(Saved entries)
----------

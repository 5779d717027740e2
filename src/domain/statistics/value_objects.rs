use std::collections::BTreeMap;
use std::fmt;

use chrono::{DateTime, NaiveDate, Utc};
use rust_decimal::{Decimal, RoundingStrategy};
use serde::{Deserialize, Serialize};

use super::errors::StatsError;
use crate::domain::order::{Order, OrderStatus, OrderType};

// ============================================================================
// Aggregate Statistics Value Objects
// ============================================================================

/// Identifies one aggregate statistics record.
#[derive(Debug, Clone, PartialEq, Eq, Hash, PartialOrd, Ord, Serialize, Deserialize)]
pub struct AggregateKey(String);

impl AggregateKey {
    pub const ORDER_TOTALS: &'static str = "order_totals";

    pub fn new(key: impl Into<String>) -> Self {
        Self(key.into())
    }

    /// The all-time order totals record maintained by the transition service.
    pub fn order_totals() -> Self {
        Self::new(Self::ORDER_TOTALS)
    }

    /// Totals of the orders created on `day` (UTC), e.g. `order_totals:2026-10-18`.
    pub fn daily(day: NaiveDate) -> Self {
        Self(format!("{}:{}", Self::ORDER_TOTALS, day.format("%Y-%m-%d")))
    }

    /// Daily record an order is counted in, by creation date.
    pub fn daily_for(created_at: DateTime<Utc>) -> Self {
        Self::daily(created_at.date_naive())
    }

    pub fn as_str(&self) -> &str {
        &self.0
    }
}

impl fmt::Display for AggregateKey {
    fn fmt(&self, f: &mut fmt::Formatter<'_>) -> fmt::Result {
        f.write_str(&self.0)
    }
}

/// Derived order totals. Revenue counts completed orders only.
#[derive(Debug, Clone, PartialEq, Serialize, Deserialize)]
pub struct OrderTotals {
    pub total_orders: u64,
    pub by_status: BTreeMap<OrderStatus, u64>,
    pub sales_orders: u64,
    pub rental_orders: u64,
    pub total_revenue: Decimal,
}

impl Default for OrderTotals {
    fn default() -> Self {
        Self {
            total_orders: 0,
            by_status: OrderStatus::ALL.iter().map(|s| (*s, 0)).collect(),
            sales_orders: 0,
            rental_orders: 0,
            total_revenue: Decimal::ZERO,
        }
    }
}

impl OrderTotals {
    pub fn count(&self, status: OrderStatus) -> u64 {
        self.by_status.get(&status).copied().unwrap_or(0)
    }

    /// Completed orders as a percentage of all orders, two decimal places.
    pub fn completion_rate(&self) -> Decimal {
        self.percentage_in(OrderStatus::Completed)
    }

    /// Cancelled orders as a percentage of all orders, two decimal places.
    pub fn cancellation_rate(&self) -> Decimal {
        self.percentage_in(OrderStatus::Cancelled)
    }

    /// Orders still waiting on the back office: pending, confirmed or processing.
    pub fn attention_count(&self) -> u64 {
        [OrderStatus::Pending, OrderStatus::Confirmed, OrderStatus::Processing]
            .iter()
            .map(|s| self.count(*s))
            .sum()
    }

    fn percentage_in(&self, status: OrderStatus) -> Decimal {
        if self.total_orders == 0 {
            return Decimal::ZERO;
        }
        (Decimal::from(self.count(status)) * Decimal::ONE_HUNDRED / Decimal::from(self.total_orders))
            .round_dp_with_strategy(2, RoundingStrategy::MidpointAwayFromZero)
    }

    /// Add another record's counts into this one.
    pub fn merge(&mut self, other: &OrderTotals) {
        self.total_orders += other.total_orders;
        self.sales_orders += other.sales_orders;
        self.rental_orders += other.rental_orders;
        self.total_revenue += other.total_revenue;
        for (status, count) in &other.by_status {
            *self.by_status.entry(*status).or_insert(0) += count;
        }
    }

    /// Mean revenue per completed order, two decimal places.
    pub fn average_order_value(&self) -> Decimal {
        let completed = self.count(OrderStatus::Completed);
        if completed == 0 {
            return Decimal::ZERO;
        }
        (self.total_revenue / Decimal::from(completed))
            .round_dp_with_strategy(2, RoundingStrategy::MidpointAwayFromZero)
    }
}

/// Signed adjustment applied to an [`OrderTotals`] record.
#[derive(Debug, Clone, Default, PartialEq, Serialize, Deserialize)]
pub struct TotalsDelta {
    pub orders: i64,
    pub by_status: BTreeMap<OrderStatus, i64>,
    pub sales_orders: i64,
    pub rental_orders: i64,
    pub revenue: Decimal,
}

impl TotalsDelta {
    /// A new order entering the books in its current status.
    pub fn registered(order: &Order) -> Self {
        let mut delta = Self {
            orders: 1,
            ..Self::default()
        };
        delta.by_status.insert(order.status, 1);
        delta.count_type(order.order_type, 1);
        if order.status == OrderStatus::Completed {
            delta.revenue = order.total_amount;
        }
        delta
    }

    /// An order leaving the books (soft delete).
    pub fn removed(order: &Order) -> Self {
        let mut delta = Self::registered(order);
        delta.orders = -1;
        for count in delta.by_status.values_mut() {
            *count = -*count;
        }
        delta.sales_orders = -delta.sales_orders;
        delta.rental_orders = -delta.rental_orders;
        delta.revenue = -delta.revenue;
        delta
    }

    /// An order moving from its current status to `to`.
    pub fn transitioned(order: &Order, to: OrderStatus) -> Self {
        let mut delta = Self::default();
        if order.status == to {
            return delta;
        }
        delta.by_status.insert(order.status, -1);
        delta.by_status.insert(to, 1);
        if to == OrderStatus::Completed {
            delta.revenue = order.total_amount;
        } else if order.status == OrderStatus::Completed {
            delta.revenue = -order.total_amount;
        }
        delta
    }

    pub fn is_empty(&self) -> bool {
        self.orders == 0
            && self.by_status.values().all(|c| *c == 0)
            && self.sales_orders == 0
            && self.rental_orders == 0
            && self.revenue.is_zero()
    }

    fn count_type(&mut self, order_type: OrderType, by: i64) {
        match order_type {
            OrderType::Sales => self.sales_orders += by,
            OrderType::Rental => self.rental_orders += by,
        }
    }

    /// Produce the adjusted totals. Counts never go below zero; a delta that
    /// would drive one negative is rejected.
    pub fn apply(&self, base: &OrderTotals) -> Result<OrderTotals, StatsError> {
        let mut next = base.clone();
        next.total_orders = adjust("total_orders", base.total_orders, self.orders)?;
        next.sales_orders = adjust("sales_orders", base.sales_orders, self.sales_orders)?;
        next.rental_orders = adjust("rental_orders", base.rental_orders, self.rental_orders)?;
        for (status, by) in &self.by_status {
            let current = base.count(*status);
            next.by_status.insert(*status, adjust(status.as_str(), current, *by)?);
        }
        next.total_revenue = base.total_revenue + self.revenue;
        if next.total_revenue < Decimal::ZERO {
            return Err(StatsError::Validation(format!(
                "total_revenue would become negative ({})",
                next.total_revenue
            )));
        }
        Ok(next)
    }
}

fn adjust(field: &str, current: u64, by: i64) -> Result<u64, StatsError> {
    let result = i128::from(current) + i128::from(by);
    u64::try_from(result).map_err(|_| {
        StatsError::Validation(format!("{field} would become negative ({current} {by:+})"))
    })
}

/// A stored aggregate together with its optimistic-concurrency version.
#[derive(Debug, Clone, PartialEq, Serialize, Deserialize)]
pub struct AggregateSnapshot {
    pub key: AggregateKey,
    pub value: OrderTotals,
    pub version: u64,
    pub updated_at: DateTime<Utc>,
}

// ============================================================================
// Unit Tests
// ============================================================================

----------

> What the exercise asks:
Above are the entries. Copy exactly the part that opens with the line containing "delta.by_status.insert(order.status, 1);" and closes with the line containing "self.by_status.values().all(|c| *c == 0)", and no more.

> Answer section:
        delta.by_status.insert(order.status, 1);
        delta.count_type(order.order_type, 1);
        if order.status == OrderStatus::Completed {
            delta.revenue = order.total_amount;
        }
        delta
    }

    /// An order leaving the books (soft delete).
    pub fn removed(order: &Order) -> Self {
        let mut delta = Self::registered(order);
        delta.orders = -1;
        for count in delta.by_status.values_mut() {
            *count = -*count;
        }
        delta.sales_orders = -delta.sales_orders;
        delta.rental_orders = -delta.rental_orders;
        delta.revenue = -delta.revenue;
        delta
    }

    /// An order moving from its current status to `to`.
    pub fn transitioned(order: &Order, to: OrderStatus) -> Self {
        let mut delta = Self::default();
        if order.status == to {
            return delta;
        }
        delta.by_status.insert(order.status, -1);
        delta.by_status.insert(to, 1);
        if to == OrderStatus::Completed {
            delta.revenue = order.total_amount;
        } else if order.status == OrderStatus::Completed {
            delta.revenue = -order.total_amount;
        }
        delta
    }

    pub fn is_empty(&self) -> bool {
        self.orders == 0
            && self.by_status.values().all(|c| *c == 0)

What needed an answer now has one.